In visiting Hiroshima, we had two goals: Visit the Peace Memorial Museum and Park and to eat Hiroshima-style okonomiyaki. I think Hiroshima is most well known for these things. All other points of interest seem to be day trips.
For the Okonomiyaki, we went to the famous local spot, Okonomimura, sometimes called Okonomi Village. I don’t think it’s that widely known amongst tourists, but there are a fair number of YouTubers who have featured it in videos now, so I might be wrong. We noticed almost everyone there was Japanese.
We went pretty late at night, like after 9:30. Their listing on Google claims they are open until midnight. Okonomimura is a collection of okonomiyaki restaurants/stalls on the second, third, and fourth stories of a tall building, and we learned that the stalls on the second and third floors close early.
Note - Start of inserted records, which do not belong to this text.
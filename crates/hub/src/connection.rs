//! One WebSocket subscriber: read pump, write pump, ping/pong.

use std::sync::Arc;
use std::time::Duration;

use axum::extract::ws::{Message, WebSocket};
use futures_util::{Sink, SinkExt, Stream, StreamExt};
use tokio::sync::mpsc;
use tokio_util::sync::CancellationToken;
use tracing::{debug, info, trace, warn};

use crate::SUBSCRIBER_BUFFER;
use crate::hub::{BroadcastHub, Frame};

/// Keepalive timing for subscriber sockets.
#[derive(Debug, Clone, Copy)]
pub struct PingSettings {
    pub interval: Duration,
    /// How long a subscriber may take to answer a ping.
    pub timeout: Duration,
}

/// Serves one upgraded socket until the peer leaves, stops answering
/// pings, falls behind on broadcasts, or the server shuts down.
pub(crate) async fn serve_socket(
    socket: WebSocket,
    hub: Arc<BroadcastHub>,
    ping: PingSettings,
    shutdown: CancellationToken,
) {
    let id = uuid::Uuid::new_v4().to_string();
    let (tx, rx) = mpsc::channel::<Frame>(SUBSCRIBER_BUFFER);
    hub.on_connect(id.clone(), tx);

    let cancel = shutdown.child_token();
    let (sink, stream) = socket.split();

    let writer = tokio::spawn(write_pump(sink, rx, ping.interval, cancel.clone()));
    read_pump(stream, &hub, &id, ping.interval + ping.timeout, cancel.clone()).await;

    cancel.cancel();
    hub.on_disconnect(&id);
    let _ = writer.await;
    info!(subscriber = %id, "connection closed");
}

/// Forwards broadcast frames and sends pings. Exits when the hub drops
/// this subscriber or a write fails.
async fn write_pump<S>(
    mut sink: S,
    mut rx: mpsc::Receiver<Frame>,
    ping_interval: Duration,
    cancel: CancellationToken,
) where
    S: Sink<Message> + Unpin,
    S::Error: std::fmt::Display,
{
    let mut ping = tokio::time::interval(ping_interval);
    ping.set_missed_tick_behavior(tokio::time::MissedTickBehavior::Delay);
    ping.tick().await;

    loop {
        tokio::select! {
            _ = cancel.cancelled() => break,

            frame = rx.recv() => {
                let Some(frame) = frame else {
                    debug!("removed from hub, closing");
                    break;
                };
                if let Err(e) = sink.send(Message::Text(frame.to_string().into())).await {
                    debug!("write failed: {e}");
                    break;
                }
            }

            _ = ping.tick() => {
                if let Err(e) = sink.send(Message::Ping(Default::default())).await {
                    debug!("ping failed: {e}");
                    break;
                }
            }
        }
    }

    cancel.cancel();
    let _ = sink.send(Message::Close(None)).await;
    let _ = sink.close().await;
}

/// Hands text frames to the hub. Any frame counts as a sign of life.
async fn read_pump<S, E>(
    mut stream: S,
    hub: &BroadcastHub,
    id: &str,
    deadline: Duration,
    cancel: CancellationToken,
) where
    S: Stream<Item = Result<Message, E>> + Unpin,
    E: std::fmt::Display,
{
    let silence = tokio::time::sleep(deadline);
    tokio::pin!(silence);

    loop {
        tokio::select! {
            _ = cancel.cancelled() => break,

            () = &mut silence => {
                warn!(subscriber = %id, "pong timeout, closing");
                break;
            }

            msg = stream.next() => {
                match msg {
                    Some(Ok(msg)) => {
                        silence.as_mut().reset(tokio::time::Instant::now() + deadline);
                        match msg {
                            Message::Text(text) => {
                                let outcome = hub.on_message(id, text.as_str());
                                trace!(subscriber = %id, ?outcome, "inbound frame");
                            }
                            Message::Close(_) => break,
                            _ => {}
                        }
                    }
                    Some(Err(e)) => {
                        debug!(subscriber = %id, "read failed: {e}");
                        break;
                    }
                    None => break,
                }
            }
        }
    }
}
They actually close doors on the other side of the elevator doors, so when the elevator opens, there’s basically a wall in front of you. I remember a sign on this door, but we definitely didn’t read it and went through the door anyway. After some exploration and a somewhat sketchy stair situation, we found ourselves on the fourth floor where there were plenty of open stalls. So, if you’re going late at night, take the elevator to the fourth floor. And if you forget about reading this, I left a Google review to remind you.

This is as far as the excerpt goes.